▸ **LISTED RECORDS**

━━━━━━━━━━

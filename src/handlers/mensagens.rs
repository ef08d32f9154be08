// src/handlers/mensagens.rs

use axum::{
    extract::State,
    http::{HeaderMap, StatusCode},
    response::{IntoResponse, Response},
    Json,
};
use serde_json::Value;
use validator::Validate;

use crate::{
    common::{
        error::AppError,
        extract::{AppJson, AppPath, AppQuery},
        pagination::Pagina,
    },
    config::AppState,
    models::mensagens::{
        Atendimento, AtendimentoResumo, EnviarMensagemPayload, FinalizarAtendimentoPayload,
        IniciarAtendimentoPayload, ListarAtendimentosQuery, ListarMensagensQuery, MensagemRegistrada,
        MensagensDoAtendimento, MensagensDoContato, WebhookIgnorado, WebhookProcessado,
    },
    services::mensagens_service::ResultadoWebhook,
};

// ---
// Webhook do provedor de WhatsApp
// ---

async fn processar_webhook(
    app_state: &AppState,
    headers: &HeaderMap,
    corpo: &Value,
    sufixo: Option<&str>,
) -> Result<Response, AppError> {
    let apikey = headers.get("apikey").and_then(|v| v.to_str().ok());

    let resposta = match app_state
        .mensagens_service
        .processar_webhook(corpo, apikey, sufixo)
        .await?
    {
        ResultadoWebhook::Processado(processado) => (StatusCode::CREATED, Json(processado)).into_response(),
        ResultadoWebhook::Ignorado(ignorado) => (StatusCode::OK, Json(ignorado)).into_response(),
    };
    Ok(resposta)
}

#[utoipa::path(
    post,
    path = "/mensagens/webhook",
    tag = "Mensagens",
    request_body(content = Object, description = "Evento do provedor ou formato simplificado"),
    params(("apikey" = Option<String>, Header, description = "Chave da instância; tem precedência sobre o corpo")),
    responses(
        (status = 201, description = "Mensagem gravada", body = WebhookProcessado),
        (status = 200, description = "Evento ou mensagem ignorados", body = WebhookIgnorado),
        (status = 400, description = "Telefone ausente ou direção inválida"),
        (status = 401, description = "Credenciais do webhook inválidas")
    )
)]
pub async fn webhook(
    State(app_state): State<AppState>,
    headers: HeaderMap,
    AppJson(corpo): AppJson<Value>,
) -> Result<Response, AppError> {
    processar_webhook(&app_state, &headers, &corpo, None).await
}

// O provedor pode anexar o nome do evento à URL (`/webhook/messages-upsert`).
#[utoipa::path(
    post,
    path = "/mensagens/webhook/{evento}",
    tag = "Mensagens",
    request_body(content = Object, description = "Evento do provedor"),
    params(
        ("evento" = String, Path, description = "Sufixo com o nome do evento"),
        ("apikey" = Option<String>, Header, description = "Chave da instância")
    ),
    responses(
        (status = 201, description = "Mensagem gravada", body = WebhookProcessado),
        (status = 200, description = "Evento ou mensagem ignorados", body = WebhookIgnorado),
        (status = 401, description = "Credenciais do webhook inválidas")
    )
)]
pub async fn webhook_evento(
    State(app_state): State<AppState>,
    AppPath(evento): AppPath<String>,
    headers: HeaderMap,
    AppJson(corpo): AppJson<Value>,
) -> Result<Response, AppError> {
    processar_webhook(&app_state, &headers, &corpo, Some(&evento)).await
}

// ---
// Envio e transições do atendimento
// ---

#[utoipa::path(
    post,
    path = "/mensagens/enviar",
    tag = "Mensagens",
    request_body = EnviarMensagemPayload,
    responses(
        (status = 201, description = "Mensagem registrada", body = MensagemRegistrada),
        (status = 400, description = "Campos ausentes ou atendimento finalizado"),
        (status = 403, description = "Atendimento de outro usuário"),
        (status = 404, description = "Atendimento não encontrado")
    )
)]
pub async fn enviar(
    State(app_state): State<AppState>,
    AppJson(payload): AppJson<EnviarMensagemPayload>,
) -> Result<impl IntoResponse, AppError> {
    payload.validate()?;

    let registrada = app_state.mensagens_service.enviar(&payload).await?;
    Ok((StatusCode::CREATED, Json(registrada)))
}

#[utoipa::path(
    post,
    path = "/mensagens/atendimento/{id}/iniciar",
    tag = "Mensagens",
    request_body = IniciarAtendimentoPayload,
    params(("id" = i32, Path, description = "Id do atendimento")),
    responses(
        (status = 200, description = "Atendimento em andamento", body = Atendimento),
        (status = 400, description = "Atendimento finalizado"),
        (status = 404, description = "Atendimento não encontrado"),
        (status = 409, description = "Atendimento já assumido por outro usuário")
    )
)]
pub async fn iniciar(
    State(app_state): State<AppState>,
    AppPath(id): AppPath<i32>,
    AppJson(payload): AppJson<IniciarAtendimentoPayload>,
) -> Result<impl IntoResponse, AppError> {
    payload.validate()?;

    let atendimento = app_state.mensagens_service.iniciar(id, &payload).await?;
    Ok((StatusCode::OK, Json(atendimento)))
}

#[utoipa::path(
    post,
    path = "/mensagens/atendimento/{id}/finalizar",
    tag = "Mensagens",
    request_body = FinalizarAtendimentoPayload,
    params(("id" = i32, Path, description = "Id do atendimento")),
    responses(
        (status = 200, description = "Atendimento finalizado", body = Atendimento),
        (status = 403, description = "Atendimento de outro usuário"),
        (status = 404, description = "Atendimento não encontrado")
    )
)]
pub async fn finalizar(
    State(app_state): State<AppState>,
    AppPath(id): AppPath<i32>,
    AppJson(payload): AppJson<FinalizarAtendimentoPayload>,
) -> Result<impl IntoResponse, AppError> {
    payload.validate()?;

    let atendimento = app_state.mensagens_service.finalizar(id, &payload).await?;
    Ok((StatusCode::OK, Json(atendimento)))
}

// ---
// Consultas
// ---

#[utoipa::path(
    get,
    path = "/mensagens/atendimentos",
    tag = "Mensagens",
    params(ListarAtendimentosQuery),
    responses((status = 200, description = "Atendimentos visíveis ao usuário", body = Pagina<AtendimentoResumo>))
)]
pub async fn listar_atendimentos(
    State(app_state): State<AppState>,
    AppQuery(query): AppQuery<ListarAtendimentosQuery>,
) -> Result<impl IntoResponse, AppError> {
    let pagina = app_state.mensagens_service.listar_atendimentos(&query).await?;
    Ok((StatusCode::OK, Json(pagina)))
}

#[utoipa::path(
    get,
    path = "/mensagens/atendimento/{id}",
    tag = "Mensagens",
    params(("id" = i32, Path, description = "Id do atendimento"), ListarMensagensQuery),
    responses(
        (status = 200, description = "Mensagens do atendimento, mais antigas primeiro", body = MensagensDoAtendimento),
        (status = 403, description = "Atendimento de outro usuário"),
        (status = 404, description = "Atendimento não encontrado")
    )
)]
pub async fn mensagens_do_atendimento(
    State(app_state): State<AppState>,
    AppPath(id): AppPath<i32>,
    AppQuery(query): AppQuery<ListarMensagensQuery>,
) -> Result<impl IntoResponse, AppError> {
    let mensagens = app_state
        .mensagens_service
        .mensagens_do_atendimento(id, &query)
        .await?;
    Ok((StatusCode::OK, Json(mensagens)))
}

#[utoipa::path(
    get,
    path = "/mensagens/contato/{id}",
    tag = "Mensagens",
    params(("id" = i32, Path, description = "Id do contato"), ListarMensagensQuery),
    responses(
        (status = 200, description = "Mensagens dos atendimentos visíveis do contato", body = MensagensDoContato),
        (status = 404, description = "Contato não encontrado")
    )
)]
pub async fn mensagens_do_contato(
    State(app_state): State<AppState>,
    AppPath(id): AppPath<i32>,
    AppQuery(query): AppQuery<ListarMensagensQuery>,
) -> Result<impl IntoResponse, AppError> {
    let mensagens = app_state.mensagens_service.mensagens_do_contato(id, &query).await?;
    Ok((StatusCode::OK, Json(mensagens)))
}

━━━━━━━━━━

▸ **DESCRIPTION OF THE TASK**
Print the whole listing once more, exactly as it stands.

▸ **EXERCISE RESPONSE**
filename src/handlers/mensagens.rs
repository ef08d32f9154be08
// src/handlers/mensagens.rs

use axum::{
    extract::State,
    http::{HeaderMap, StatusCode},
    response::{IntoResponse, Response},
    Json,
};
use serde_json::Value;
use validator::Validate;

use crate::{
    common::{
        error::AppError,
        extract::{AppJson, AppPath, AppQuery},
        pagination::Pagina,
    },
    config::AppState,
    models::mensagens::{
        Atendimento, AtendimentoResumo, EnviarMensagemPayload, FinalizarAtendimentoPayload,
        IniciarAtendimentoPayload, ListarAtendimentosQuery, ListarMensagensQuery, MensagemRegistrada,
        MensagensDoAtendimento, MensagensDoContato, WebhookIgnorado, WebhookProcessado,
    },
    services::mensagens_service::ResultadoWebhook,
};

// ---
// Webhook do provedor de WhatsApp
// ---

async fn processar_webhook(
    app_state: &AppState,
    headers: &HeaderMap,
    corpo: &Value,
    sufixo: Option<&str>,
) -> Result<Response, AppError> {
    let apikey = headers.get("apikey").and_then(|v| v.to_str().ok());

    let resposta = match app_state
        .mensagens_service
        .processar_webhook(corpo, apikey, sufixo)
        .await?
    {
        ResultadoWebhook::Processado(processado) => (StatusCode::CREATED, Json(processado)).into_response(),
        ResultadoWebhook::Ignorado(ignorado) => (StatusCode::OK, Json(ignorado)).into_response(),
    };
    Ok(resposta)
}

#[utoipa::path(
    post,
    path = "/mensagens/webhook",
    tag = "Mensagens",
    request_body(content = Object, description = "Evento do provedor ou formato simplificado"),
    params(("apikey" = Option<String>, Header, description = "Chave da instância; tem precedência sobre o corpo")),
    responses(
        (status = 201, description = "Mensagem gravada", body = WebhookProcessado),
        (status = 200, description = "Evento ou mensagem ignorados", body = WebhookIgnorado),
        (status = 400, description = "Telefone ausente ou direção inválida"),
        (status = 401, description = "Credenciais do webhook inválidas")
    )
)]
pub async fn webhook(
    State(app_state): State<AppState>,
    headers: HeaderMap,
    AppJson(corpo): AppJson<Value>,
) -> Result<Response, AppError> {
    processar_webhook(&app_state, &headers, &corpo, None).await
}

// O provedor pode anexar o nome do evento à URL (`/webhook/messages-upsert`).
#[utoipa::path(
    post,
    path = "/mensagens/webhook/{evento}",
    tag = "Mensagens",
    request_body(content = Object, description = "Evento do provedor"),
    params(
        ("evento" = String, Path, description = "Sufixo com o nome do evento"),
        ("apikey" = Option<String>, Header, description = "Chave da instância")
    ),
    responses(
        (status = 201, description = "Mensagem gravada", body = WebhookProcessado),
        (status = 200, description = "Evento ou mensagem ignorados", body = WebhookIgnorado),
        (status = 401, description = "Credenciais do webhook inválidas")
    )
)]
pub async fn webhook_evento(
    State(app_state): State<AppState>,
    AppPath(evento): AppPath<String>,
    headers: HeaderMap,
    AppJson(corpo): AppJson<Value>,
) -> Result<Response, AppError> {
    processar_webhook(&app_state, &headers, &corpo, Some(&evento)).await
}

// ---
// Envio e transições do atendimento
// ---

#[utoipa::path(
    post,
    path = "/mensagens/enviar",
    tag = "Mensagens",
    request_body = EnviarMensagemPayload,
    responses(
        (status = 201, description = "Mensagem registrada", body = MensagemRegistrada),
        (status = 400, description = "Campos ausentes ou atendimento finalizado"),
        (status = 403, description = "Atendimento de outro usuário"),
        (status = 404, description = "Atendimento não encontrado")
    )
)]
pub async fn enviar(
    State(app_state): State<AppState>,
    AppJson(payload): AppJson<EnviarMensagemPayload>,
) -> Result<impl IntoResponse, AppError> {
    payload.validate()?;

    let registrada = app_state.mensagens_service.enviar(&payload).await?;
    Ok((StatusCode::CREATED, Json(registrada)))
}

#[utoipa::path(
    post,
    path = "/mensagens/atendimento/{id}/iniciar",
    tag = "Mensagens",
    request_body = IniciarAtendimentoPayload,
    params(("id" = i32, Path, description = "Id do atendimento")),
    responses(
        (status = 200, description = "Atendimento em andamento", body = Atendimento),
        (status = 400, description = "Atendimento finalizado"),
        (status = 404, description = "Atendimento não encontrado"),
        (status = 409, description = "Atendimento já assumido por outro usuário")
    )
)]
pub async fn iniciar(
    State(app_state): State<AppState>,
    AppPath(id): AppPath<i32>,
    AppJson(payload): AppJson<IniciarAtendimentoPayload>,
) -> Result<impl IntoResponse, AppError> {
    payload.validate()?;

    let atendimento = app_state.mensagens_service.iniciar(id, &payload).await?;
    Ok((StatusCode::OK, Json(atendimento)))
}

#[utoipa::path(
    post,
    path = "/mensagens/atendimento/{id}/finalizar",
    tag = "Mensagens",
    request_body = FinalizarAtendimentoPayload,
    params(("id" = i32, Path, description = "Id do atendimento")),
    responses(
        (status = 200, description = "Atendimento finalizado", body = Atendimento),
        (status = 403, description = "Atendimento de outro usuário"),
        (status = 404, description = "Atendimento não encontrado")
    )
)]
pub async fn finalizar(
    State(app_state): State<AppState>,
    AppPath(id): AppPath<i32>,
    AppJson(payload): AppJson<FinalizarAtendimentoPayload>,
) -> Result<impl IntoResponse, AppError> {
    payload.validate()?;

    let atendimento = app_state.mensagens_service.finalizar(id, &payload).await?;
    Ok((StatusCode::OK, Json(atendimento)))
}

// ---
// Consultas
// ---

#[utoipa::path(
    get,
    path = "/mensagens/atendimentos",
    tag = "Mensagens",
    params(ListarAtendimentosQuery),
    responses((status = 200, description = "Atendimentos visíveis ao usuário", body = Pagina<AtendimentoResumo>))
)]
pub async fn listar_atendimentos(
    State(app_state): State<AppState>,
    AppQuery(query): AppQuery<ListarAtendimentosQuery>,
) -> Result<impl IntoResponse, AppError> {
    let pagina = app_state.mensagens_service.listar_atendimentos(&query).await?;
    Ok((StatusCode::OK, Json(pagina)))
}

#[utoipa::path(
    get,
    path = "/mensagens/atendimento/{id}",
    tag = "Mensagens",
    params(("id" = i32, Path, description = "Id do atendimento"), ListarMensagensQuery),
    responses(
        (status = 200, description = "Mensagens do atendimento, mais antigas primeiro", body = MensagensDoAtendimento),
        (status = 403, description = "Atendimento de outro usuário"),
        (status = 404, description = "Atendimento não encontrado")
    )
)]
pub async fn mensagens_do_atendimento(
    State(app_state): State<AppState>,
    AppPath(id): AppPath<i32>,
    AppQuery(query): AppQuery<ListarMensagensQuery>,
) -> Result<impl IntoResponse, AppError> {
    let mensagens = app_state
        .mensagens_service
        .mensagens_do_atendimento(id, &query)
        .await?;
    Ok((StatusCode::OK, Json(mensagens)))
}

#[utoipa::path(
    get,
    path = "/mensagens/contato/{id}",
    tag = "Mensagens",
    params(("id" = i32, Path, description = "Id do contato"), ListarMensagensQuery),
    responses(
        (status = 200, description = "Mensagens dos atendimentos visíveis do contato", body = MensagensDoContato),
        (status = 404, description = "Contato não encontrado")
    )
)]
pub async fn mensagens_do_contato(
    State(app_state): State<AppState>,
    AppPath(id): AppPath<i32>,
    AppQuery(query): AppQuery<ListarMensagensQuery>,
) -> Result<impl IntoResponse, AppError> {
    let mensagens = app_state.mensagens_service.mensagens_do_contato(id, &query).await?;
    Ok((StatusCode::OK, Json(mensagens)))
}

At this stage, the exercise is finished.